Problem description: Count every line in the records below that contains the string "accessed". Report that number alone.

Source data:
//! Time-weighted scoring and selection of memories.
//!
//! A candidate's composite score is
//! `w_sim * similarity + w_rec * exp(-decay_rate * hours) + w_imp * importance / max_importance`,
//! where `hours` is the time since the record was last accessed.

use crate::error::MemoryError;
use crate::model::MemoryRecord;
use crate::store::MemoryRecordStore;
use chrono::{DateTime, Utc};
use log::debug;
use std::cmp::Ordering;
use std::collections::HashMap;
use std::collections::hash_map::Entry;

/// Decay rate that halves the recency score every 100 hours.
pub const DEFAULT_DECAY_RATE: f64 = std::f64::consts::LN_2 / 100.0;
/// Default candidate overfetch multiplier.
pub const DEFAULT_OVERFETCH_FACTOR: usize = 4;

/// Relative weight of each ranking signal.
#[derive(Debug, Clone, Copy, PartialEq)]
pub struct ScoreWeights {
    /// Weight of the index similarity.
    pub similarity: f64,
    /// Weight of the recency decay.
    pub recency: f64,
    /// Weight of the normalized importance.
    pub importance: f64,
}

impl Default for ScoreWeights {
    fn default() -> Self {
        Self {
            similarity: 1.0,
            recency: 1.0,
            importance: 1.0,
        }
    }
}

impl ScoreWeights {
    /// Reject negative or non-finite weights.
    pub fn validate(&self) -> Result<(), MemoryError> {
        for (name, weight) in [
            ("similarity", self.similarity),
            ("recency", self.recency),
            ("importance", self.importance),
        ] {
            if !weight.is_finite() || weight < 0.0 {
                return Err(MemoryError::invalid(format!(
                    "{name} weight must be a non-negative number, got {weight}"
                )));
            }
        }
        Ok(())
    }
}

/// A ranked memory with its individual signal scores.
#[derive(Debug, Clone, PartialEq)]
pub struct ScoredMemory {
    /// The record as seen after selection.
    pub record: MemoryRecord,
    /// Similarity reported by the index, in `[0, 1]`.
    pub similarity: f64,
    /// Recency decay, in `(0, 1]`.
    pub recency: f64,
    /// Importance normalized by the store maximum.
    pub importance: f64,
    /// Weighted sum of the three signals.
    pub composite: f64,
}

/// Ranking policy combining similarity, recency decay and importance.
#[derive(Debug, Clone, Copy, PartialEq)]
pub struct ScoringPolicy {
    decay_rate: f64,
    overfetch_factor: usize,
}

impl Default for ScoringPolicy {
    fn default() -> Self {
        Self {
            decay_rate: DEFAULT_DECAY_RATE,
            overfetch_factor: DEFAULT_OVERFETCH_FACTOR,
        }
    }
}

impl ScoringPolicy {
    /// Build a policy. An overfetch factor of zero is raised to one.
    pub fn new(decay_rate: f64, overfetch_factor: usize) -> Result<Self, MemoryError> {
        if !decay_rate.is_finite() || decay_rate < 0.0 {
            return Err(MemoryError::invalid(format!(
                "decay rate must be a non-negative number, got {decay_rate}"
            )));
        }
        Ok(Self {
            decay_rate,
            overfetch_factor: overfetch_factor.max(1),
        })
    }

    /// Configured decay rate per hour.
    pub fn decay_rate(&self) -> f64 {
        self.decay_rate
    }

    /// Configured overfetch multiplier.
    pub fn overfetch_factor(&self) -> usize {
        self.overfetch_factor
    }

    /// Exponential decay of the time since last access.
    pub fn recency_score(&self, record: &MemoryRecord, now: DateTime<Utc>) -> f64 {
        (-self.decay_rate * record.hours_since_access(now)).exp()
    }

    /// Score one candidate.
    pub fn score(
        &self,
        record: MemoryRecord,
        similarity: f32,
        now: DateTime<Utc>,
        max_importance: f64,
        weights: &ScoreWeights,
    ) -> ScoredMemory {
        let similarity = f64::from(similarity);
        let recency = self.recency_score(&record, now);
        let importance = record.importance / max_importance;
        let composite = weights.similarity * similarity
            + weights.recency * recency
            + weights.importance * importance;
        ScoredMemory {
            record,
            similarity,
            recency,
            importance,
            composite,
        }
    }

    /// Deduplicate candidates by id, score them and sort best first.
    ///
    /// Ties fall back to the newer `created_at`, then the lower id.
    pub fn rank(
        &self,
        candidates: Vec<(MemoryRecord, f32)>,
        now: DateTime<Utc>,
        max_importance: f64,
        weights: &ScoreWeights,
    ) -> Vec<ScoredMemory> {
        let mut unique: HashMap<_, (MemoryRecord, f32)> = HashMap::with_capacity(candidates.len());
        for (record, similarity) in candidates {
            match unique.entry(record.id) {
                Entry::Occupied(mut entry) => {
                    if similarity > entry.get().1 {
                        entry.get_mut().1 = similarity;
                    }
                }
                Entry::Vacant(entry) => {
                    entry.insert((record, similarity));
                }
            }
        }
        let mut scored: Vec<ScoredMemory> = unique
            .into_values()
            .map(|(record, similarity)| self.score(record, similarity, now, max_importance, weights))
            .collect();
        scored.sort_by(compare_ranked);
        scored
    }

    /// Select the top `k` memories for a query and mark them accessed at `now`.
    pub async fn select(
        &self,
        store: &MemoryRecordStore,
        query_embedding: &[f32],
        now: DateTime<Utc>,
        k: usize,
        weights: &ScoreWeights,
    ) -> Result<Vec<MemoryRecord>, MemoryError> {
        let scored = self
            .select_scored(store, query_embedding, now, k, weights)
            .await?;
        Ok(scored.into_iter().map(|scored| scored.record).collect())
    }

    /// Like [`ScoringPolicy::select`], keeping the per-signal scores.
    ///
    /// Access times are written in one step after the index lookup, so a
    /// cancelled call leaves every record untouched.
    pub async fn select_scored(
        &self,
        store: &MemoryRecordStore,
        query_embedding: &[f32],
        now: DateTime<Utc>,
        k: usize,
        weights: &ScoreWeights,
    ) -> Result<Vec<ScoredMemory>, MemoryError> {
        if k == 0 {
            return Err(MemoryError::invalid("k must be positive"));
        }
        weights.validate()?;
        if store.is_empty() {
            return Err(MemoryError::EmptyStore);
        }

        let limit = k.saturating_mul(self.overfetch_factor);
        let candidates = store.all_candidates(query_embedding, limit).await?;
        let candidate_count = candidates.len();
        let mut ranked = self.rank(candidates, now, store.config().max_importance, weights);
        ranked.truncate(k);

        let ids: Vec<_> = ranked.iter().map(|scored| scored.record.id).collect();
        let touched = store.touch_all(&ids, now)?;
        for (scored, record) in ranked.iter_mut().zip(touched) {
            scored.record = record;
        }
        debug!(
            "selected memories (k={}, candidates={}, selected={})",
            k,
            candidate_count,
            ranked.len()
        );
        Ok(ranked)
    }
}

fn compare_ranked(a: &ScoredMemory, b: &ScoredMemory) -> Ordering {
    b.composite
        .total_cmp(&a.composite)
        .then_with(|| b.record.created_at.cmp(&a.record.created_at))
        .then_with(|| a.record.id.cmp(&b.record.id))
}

Output of the task: 2